◆ How to complete this task:
Using the records provided below, locate and copy each line that contains the word "TitleRules".

(Records excerpted from a collection)
================================

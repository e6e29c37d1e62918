use std::path::PathBuf;

use clap::Parser;
use common::job::{Endpoint, DEFAULT_STUB_PORT};

#[derive(Parser, Debug)]
#[command(version, about = "Launches mapper and reducer workers for a controller", long_about = None)]
pub struct Args {
    /// The port for the stub to listen on.
    #[arg(short, long, default_value_t = DEFAULT_STUB_PORT)]
    pub port: u16,

    /// Address to bind to.
    #[arg(long, default_value = "0.0.0.0")]
    pub bind: String,

    /// Directory holding `mapper-worker` and `reducer-worker`. Defaults to the
    /// directory of the stub executable.
    #[arg(long)]
    pub bin_dir: Option<PathBuf>,

    /// Controller rendezvous address handed to workers when a SPAWN does
    /// not carry one.
    #[arg(long, default_value = "127.0.0.1:6001")]
    pub controller: Endpoint,
}
//! Process creation, kept behind a trait so the stub's dispatch logic does
//! not depend on how (or whether) a real process is started.

use std::io;
use std::path::Path;
use std::process::Stdio;

use tokio::process::Command;
use tracing::{info, warn};

/// Starts a worker and returns its process id without waiting for it.
pub trait Spawner: Send + Sync {
    fn spawn(&self, program: &Path, args: &[String]) -> io::Result<u32>;
}

/// Launches a detached OS process.
///
/// The child inherits stdout/stderr so worker logs land next to the stub's.
/// A background task reaps it and logs how it exited, so this must be
/// called from inside a tokio runtime.
#[derive(Debug, Default, Clone, Copy)]
pub struct ProcessSpawner;

impl Spawner for ProcessSpawner {
    fn spawn(&self, program: &Path, args: &[String]) -> io::Result<u32> {
        let mut child = Command::new(program)
            .args(args)
            .stdin(Stdio::null())
            .spawn()?;

        let pid = child.id().ok_or_else(|| {
            io::Error::new(io::ErrorKind::Other, "child exited before its pid was read")
        })?;

        let program = program.display().to_string();
        tokio::spawn(async move {
            match child.wait().await {
                Ok(status) if status.success() => info!(pid, %program, "worker exited cleanly"),
                Ok(status) => warn!(pid, %program, %status, "worker exited with failure"),
                Err(e) => warn!(pid, %program, error = %e, "failed to wait on worker"),
            }
        });

        Ok(pid)
    }
}

#[cfg(test)]
mod tests {
    use super::*;

    #[tokio::test]
    async fn missing_program_is_an_error() {
        let result = ProcessSpawner.spawn(Path::new("/definitely/not/here/worker"), &[]);
        assert!(result.is_err());
    }

    #[cfg(unix)]
    #[tokio::test]
    async fn real_process_reports_a_pid() {
        let pid = ProcessSpawner
            .spawn(Path::new("/bin/sh"), &["-c".to_string(), "exit 0".to_string()])
            .unwrap();
        assert!(pid > 0);
    }
}
//! Converts MapReduce application names to actual application code.
//!
//! # Example
//!
//! ```
//! # use anyhow::Result;
//! # fn main() -> Result<()> {
//! let wc = workload::named("wc")?;
//! let mut words = Vec::new();
//! (wc.map_fn)("The cat", &mut |word, count| words.push((word.to_string(), count)));
//! assert_eq!(words, vec![("the".to_string(), 1), ("cat".to_string(), 1)]);
//! # Ok(())
//! # }
//! ```

use anyhow::{bail, Result};
use common::Workload;

pub mod wc;

/// Name of the workload workers run when none is given.
pub const DEFAULT_WORKLOAD: &str = "wc";

/// Gets the [`Workload`] named `name`.
///
/// Returns [`None`] if no application with the given name was found.
pub fn try_named(name: &str) -> Option<Workload> {
    match name {
        "wc" => Some(Workload {
            map_fn: wc::map,
            reduce_fn: wc::reduce,
        }),
        _ => None,
    }
}

/// Gets the [`Workload`] named `name`.
///
/// Returns an [`anyhow::Error`] if no application with the given name was found.
pub fn named(name: &str) -> Result<Workload> {
    match try_named(name) {
        Some(app) => Ok(app),
        None => bail!("No app named `{}` found.", name),
    }
}

#[cfg(test)]
mod tests {
    use super::*;

    #[test]
    fn only_word_count_is_registered() {
        assert!(try_named("wc").is_some());
        assert!(try_named("grep").is_none());
        assert!(named("vertex-degree").is_err());
    }
}
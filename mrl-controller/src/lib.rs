//! The job controller: partitions input, has stubs launch workers, admits
//! those workers, waits for their markers and merges their outputs.

pub mod args;
pub mod barrier;
pub mod core;
pub mod dispatch;
pub mod rendezvous;
pub mod worker_info;
pub mod worker_registry;

pub use crate::core::{Controller, ControllerSettings, JobSummary};
fn append_block<'a>(
    arena: &'a Arena<AstNode<'a>>,
    parent: &'a AstNode<'a>,
    element: &Handle,
    tag: &str,
) {
    match tag {
        "p" => {
            let node = new_node(arena, NodeValue::Paragraph);
            parent.append(node);
            append_inlines(arena, node, element);
        }
        "h1" | "h2" | "h3" | "h4" | "h5" | "h6" => {
            let level = tag[1..].parse::<u8>().unwrap_or(1);
            let node = new_node(
                arena,
                NodeValue::Heading(NodeHeading {
                    level,
                    setext: false,
                }),
            );
            parent.append(node);
            append_inlines(arena, node, element);
        }
        "ul" => append_list(arena, parent, element, false),
        "ol" => append_list(arena, parent, element, true),
        "pre" => append_code_block(arena, parent, element),
        "blockquote" => {
            let node = new_node(arena, NodeValue::BlockQuote);
            parent.append(node);
            append_blocks(arena, node, element);
        }
        "hr" => parent.append(new_node(arena, NodeValue::ThematicBreak)),
        "table" => append_table(arena, parent, element),
        _ => append_blocks(arena, parent, element),
    }
}

fn append_list<'a>(
    arena: &'a Arena<AstNode<'a>>,
    parent: &'a AstNode<'a>,
    element: &Handle,
    ordered: bool,
) {
    let start = if ordered {
        attr(element, "start")
            .and_then(|s| s.trim().parse::<usize>().ok())
            .unwrap_or(1)
    } else {
        1
    };
    let list = NodeList {
        list_type: if ordered {
            ListType::Ordered
        } else {
            ListType::Bullet
        },
        marker_offset: 0,
        padding: 0,
        start,
        delimiter: ListDelimType::Period,
        bullet_char: b'-',
        tight: true,
    };

    let list_node = new_node(arena, NodeValue::List(list));
    parent.append(list_node);

    for item in children(element)
        .into_iter()
        .filter(|c| is_element(c, "li"))
    {
        let value = match task_state(&item) {
            Some(checked) => NodeValue::TaskItem(checked.then_some('x')),
            None => NodeValue::Item(list),
        };
        let item_node = new_node(arena, value);
        list_node.append(item_node);
        append_blocks(arena, item_node, &item);
    }

    if list_node.first_child().is_none() {
        list_node.detach();
    }
}

/// Checkbox state when the item leads with `<input type="checkbox">`.
fn task_state(item: &Handle) -> Option<bool> {
    children(item)
        .into_iter()
        .find(|c| matches!(c.data, NodeData::Element { .. }))
        .filter(|c| {
            is_element(c, "input")
                && attr(c, "type").is_some_and(|t| t.eq_ignore_ascii_case("checkbox"))
        })
        .map(|input| attr(&input, "checked").is_some())
}

fn language_of(handle: &Handle) -> Option<String> {
    classes(handle).into_iter().find_map(|class| {
        class
            .strip_prefix("language-")
            .or_else(|| class.strip_prefix("lang-"))
            .map(str::to_string)
    })
}
//! Shared configuration loader for the convo toolchain.
//!
//! `defaults/convo.default.toml` is embedded into every binary so that docs and
//! runtime behavior stay in sync. Applications layer user-specific files on top
//! of those defaults via [`Loader`] before deserializing into [`ConvoConfig`].
//! Each section converts into the library type it configures.

use config::builder::DefaultState;
use config::{Config, ConfigBuilder, ConfigError, File, FileFormat, ValueKind};
use convo_babel::extract::ExtractSelectors;
use convo_babel::render::{Color, PageGeometry, RenderStyle};
use convo_babel::sanitize::TitleRules;
use serde::Deserialize;
use std::path::Path;

const DEFAULT_TOML: &str = include_str!("../defaults/convo.default.toml");

/// Name of the optional per-directory configuration file.
pub const LOCAL_CONFIG_FILE: &str = "convo.toml";

/// Top-level configuration consumed by convo applications.
#[derive(Debug, Clone, Deserialize)]
pub struct ConvoConfig {
    pub export: ExportConfig,
    pub extract: ExtractConfig,
    pub pdf: PdfConfig,
}

/// Artifact naming.
#[derive(Debug, Clone, Deserialize)]
pub struct ExportConfig {
    pub fallback_title: String,
    pub max_title_len: usize,
}

impl From<&ExportConfig> for TitleRules {
    fn from(config: &ExportConfig) -> Self {
        TitleRules {
            fallback: config.fallback_title.clone(),
            max_len: config.max_title_len,
        }
    }
}

/// Share page selectors.
#[derive(Debug, Clone, Deserialize)]
pub struct ExtractConfig {
    pub turn: String,
    pub user_text: String,
    pub assistant: String,
    pub title: String,
}

impl From<&ExtractConfig> for ExtractSelectors {
    fn from(config: &ExtractConfig) -> Self {
        ExtractSelectors {
            turn: config.turn.clone(),
            user_text: config.user_text.clone(),
            assistant: config.assistant.clone(),
            title: config.title.clone(),
        }
    }
}

#[derive(Debug, Clone, Deserialize)]
pub struct PdfConfig {
    pub page: PageConfig,
    pub style: StyleConfig,
}

#[derive(Debug, Clone, Copy, Deserialize)]
pub struct PageConfig {
    pub width: f32,
    pub height: f32,
    pub margin: f32,
}

impl From<&PageConfig> for PageGeometry {
    fn from(config: &PageConfig) -> Self {
        PageGeometry {
            width: config.width,
            height: config.height,
            margin: config.margin,
        }
    }
}

/// Mirrors every knob of [`RenderStyle`]; colors are `[r, g, b]`.
#[derive(Debug, Clone, Deserialize)]
pub struct StyleConfig {
    pub size_normal: f32,
    pub size_code: f32,
    pub size_table: f32,
    pub size_title: f32,
    pub size_meta: f32,
    pub heading_base: f32,
    pub heading_step: f32,
    pub heading_min: f32,

    pub color_user: [u8; 3],
    pub color_assistant: [u8; 3],
    pub color_default: [u8; 3],
    pub color_meta: [u8; 3],
    pub color_alert: [u8; 3],

    pub indent: f32,
    pub list_indent_factor: f32,
    pub line_spacing: f32,
    pub paragraph_spacing: f32,
    pub heading_spacing: f32,
    pub label_spacing: f32,
    pub list_item_spacing: f32,
    pub rule_spacing: f32,
    pub header_spacing: f32,

    pub rule_width: f32,
    pub rule_dash: f32,
    pub error_break_threshold: f32,

    pub table_separator: String,
    pub bullet: String,
    pub error_marker: String,
    pub content_unavailable: String,
}

impl From<&StyleConfig> for RenderStyle {
    fn from(config: &StyleConfig) -> Self {
        RenderStyle {
            size_normal: config.size_normal,
            size_code: config.size_code,
            size_table: config.size_table,
            size_title: config.size_title,
            size_meta: config.size_meta,
            heading_base: config.heading_base,
            heading_step: config.heading_step,
            heading_min: config.heading_min,
            color_user: Color::from(config.color_user),
            color_assistant: Color::from(config.color_assistant),
            color_default: Color::from(config.color_default),
            color_meta: Color::from(config.color_meta),
            color_alert: Color::from(config.color_alert),
            indent: config.indent,
            list_indent_factor: config.list_indent_factor,
            line_spacing: config.line_spacing,
            paragraph_spacing: config.paragraph_spacing,
            heading_spacing: config.heading_spacing,
            label_spacing: config.label_spacing,
            list_item_spacing: config.list_item_spacing,
            rule_spacing: config.rule_spacing,
            header_spacing: config.header_spacing,
            rule_width: config.rule_width,
            rule_dash: config.rule_dash,
            error_break_threshold: config.error_break_threshold,
            table_separator: config.table_separator.clone(),
            bullet: config.bullet.clone(),
            error_marker: config.error_marker.clone(),
            content_unavailable: config.content_unavailable.clone(),
        }
    }
}

/// Helper for layering user overrides over the built-in defaults.
#[derive(Debug, Clone)]
pub struct Loader {
    builder: ConfigBuilder<DefaultState>,
}

impl Loader {
    /// Start a loader seeded with the embedded defaults.
    pub fn new() -> Self {
        let builder = Config::builder().add_source(File::from_str(DEFAULT_TOML, FileFormat::Toml));
        Self { builder }
    }

    /// Layer a configuration file. Missing files trigger an error.
    pub fn with_file(mut self, path: impl AsRef<Path>) -> Self {
        let source = File::from(path.as_ref())
            .format(FileFormat::Toml)
            .required(true);
        self.builder = self.builder.add_source(source);
        self
    }

    /// Layer an optional configuration file (ignored if the file is absent).
    pub fn with_optional_file(mut self, path: impl AsRef<Path>) -> Self {
        let source = File::from(path.as_ref())
            .format(FileFormat::Toml)
            .required(false);
        self.builder = self.builder.add_source(source);
        self
    }

    /// Apply a single key/value override (useful for CLI settings).
    pub fn set_override<I>(mut self, key: &str, value: I) -> Result<Self, ConfigError>
    where
        I: Into<ValueKind>,
    {
        self.builder = self.builder.set_override(key, value)?;
        Ok(self)
    }

    /// Finalize the builder and deserialize the resulting configuration.
    pub fn build(self) -> Result<ConvoConfig, ConfigError> {
        self.builder.build()?.try_deserialize()
    }
}

impl Default for Loader {
    fn default() -> Self {
        Self::new()
    }
}

/// Convenience helper for callers that only need the defaults.
pub fn load_defaults() -> Result<ConvoConfig, ConfigError> {
    Loader::new().build()
}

================================

◆ Written response:
use convo_babel::sanitize::TitleRules;
impl From<&ExportConfig> for TitleRules {
        TitleRules {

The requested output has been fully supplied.